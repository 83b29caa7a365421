// SPDX-License-Identifier: AGPL-3.0-or-later
//
// Copyright (C) 2026 Relational Network

//! Wallet management API endpoints.
//!
//! Minimal custodial wallet surface: create, list, get. Wallets anchor
//! ownership for fiat requests; the private key never leaves the enclave.

use axum::{
    extract::{Path, State},
    http::StatusCode,
    Json,
};
use chrono::Utc;
use serde::{Deserialize, Serialize};
use utoipa::ToSchema;

use crate::{
    audit_log,
    auth::Auth,
    chain::generate_secp256k1_keypair,
    error::ApiError,
    state::AppState,
    storage::{
        AuditEvent, AuditEventType, AuditRepository, WalletMetadata, WalletRepository,
        WalletResponse, WalletStatus,
    },
};

/// Request to create a new wallet.
#[derive(Debug, Clone, Serialize, Deserialize, ToSchema)]
pub struct CreateWalletRequest {
    /// Optional human-readable label for the wallet.
    #[serde(skip_serializing_if = "Option::is_none")]
    pub label: Option<String>,
}

/// Response after creating a wallet.
#[derive(Debug, Clone, Serialize, Deserialize, ToSchema)]
pub struct CreateWalletResponse {
    /// The created wallet details.
    pub wallet: WalletResponse,
    /// Message indicating success.
    pub message: String,
}

/// Response containing a list of wallets.
#[derive(Debug, Clone, Serialize, Deserialize, ToSchema)]
pub struct WalletListResponse {
    /// List of wallets owned by the user.
    pub wallets: Vec<WalletResponse>,
    /// Total count of wallets.
    pub total: usize,
}

/// Create a new wallet for the authenticated user.
///
/// Generates a new secp256k1 keypair inside the enclave and stores it
/// encrypted on disk. Returns the wallet metadata (never the private key).
#[utoipa::path(
    post,
    path = "/v1/wallets",
    tag = "Wallets",
    security(("bearer_auth" = [])),
    request_body = CreateWalletRequest,
    responses(
        (status = 201, description = "Wallet created successfully", body = CreateWalletResponse),
        (status = 401, description = "Unauthorized"),
        (status = 500, description = "Internal server error")
    )
)]
pub async fn create_wallet(
    Auth(user): Auth,
    State(state): State<AppState>,
    Json(request): Json<CreateWalletRequest>,
) -> Result<(StatusCode, Json<CreateWalletResponse>), ApiError> {
    let storage = state.storage();

    let wallet_id = uuid::Uuid::new_v4().to_string();

    let (private_key_pem, public_address) = generate_secp256k1_keypair()
        .map_err(|e| ApiError::internal(format!("Key generation failed: {e}")))?;

    let metadata = WalletMetadata {
        wallet_id: wallet_id.clone(),
        owner_user_id: user.user_id.clone(),
        public_address,
        created_at: Utc::now(),
        status: WalletStatus::Active,
        label: request.label,
    };

    let repo = WalletRepository::new(&storage);
    repo.create(&metadata, private_key_pem.as_bytes())
        .map_err(|e| ApiError::internal(format!("Failed to store wallet: {e}")))?;

    audit_log!(
        &storage,
        AuditEventType::WalletCreated,
        &user,
        "wallet",
        &wallet_id
    );

    let response = CreateWalletResponse {
        wallet: WalletResponse::from(metadata),
        message: "Wallet created successfully".to_string(),
    };

    Ok((StatusCode::CREATED, Json(response)))
}

/// List all wallets owned by the authenticated user.
#[utoipa::path(
    get,
    path = "/v1/wallets",
    tag = "Wallets",
    security(("bearer_auth" = [])),
    responses(
        (status = 200, description = "List of wallets", body = WalletListResponse),
        (status = 401, description = "Unauthorized")
    )
)]
pub async fn list_wallets(
    Auth(user): Auth,
    State(state): State<AppState>,
) -> Result<Json<WalletListResponse>, ApiError> {
    let storage = state.storage();
    let repo = WalletRepository::new(&storage);

    let wallets = repo
        .list_by_owner(&user.user_id)
        .map_err(|e| ApiError::internal(format!("Failed to list wallets: {e}")))?;

    let wallet_responses: Vec<WalletResponse> = wallets.into_iter().map(Into::into).collect();
    let total = wallet_responses.len();

    Ok(Json(WalletListResponse {
        wallets: wallet_responses,
        total,
    }))
}

/// Get a specific wallet by ID.
///
/// Accessible to the wallet owner or an admin.
#[utoipa::path(
    get,
    path = "/v1/wallets/{wallet_id}",
    tag = "Wallets",
    security(("bearer_auth" = [])),
    params(
        ("wallet_id" = String, Path, description = "Wallet ID")
    ),
    responses(
        (status = 200, description = "Wallet details", body = WalletResponse),
        (status = 401, description = "Unauthorized"),
        (status = 403, description = "Forbidden - not your wallet"),
        (status = 404, description = "Wallet not found")
    )
)]
pub async fn get_wallet(
    Auth(user): Auth,
    State(state): State<AppState>,
    Path(wallet_id): Path<String>,
) -> Result<Json<WalletResponse>, ApiError> {
    let storage = state.storage();
    let repo = WalletRepository::new(&storage);

    let metadata = repo
        .get(&wallet_id)
        .map_err(|_| ApiError::not_found(format!("Wallet {wallet_id} not found")))?;

    user.authorize_owner(&metadata.owner_user_id)
        .map_err(|_| ApiError::forbidden("You don't have permission to access this wallet"))?;

    let audit_repo = AuditRepository::new(&storage);
    let _ = audit_repo.log(
        &AuditEvent::new(AuditEventType::WalletAccessed)
            .with_user(&user.user_id)
            .with_resource("wallet", &wallet_id),
    );

    Ok(Json(WalletResponse::from(metadata)))
}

### Task item
Please output only the lines from the first line of the entries through the line with "pub struct CreateWalletRequest", both included, exactly as written.

### Output for this task
repository 83b29caa7a365421
// SPDX-License-Identifier: AGPL-3.0-or-later
//
// Copyright (C) 2026 Relational Network

//! Wallet management API endpoints.
//!
//! Minimal custodial wallet surface: create, list, get. Wallets anchor
//! ownership for fiat requests; the private key never leaves the enclave.

use axum::{
    extract::{Path, State},
    http::StatusCode,
    Json,
};
use chrono::Utc;
use serde::{Deserialize, Serialize};
use utoipa::ToSchema;

use crate::{
    audit_log,
    auth::Auth,
    chain::generate_secp256k1_keypair,
    error::ApiError,
    state::AppState,
    storage::{
        AuditEvent, AuditEventType, AuditRepository, WalletMetadata, WalletRepository,
        WalletResponse, WalletStatus,
    },
};

/// Request to create a new wallet.
#[derive(Debug, Clone, Serialize, Deserialize, ToSchema)]
pub struct CreateWalletRequest {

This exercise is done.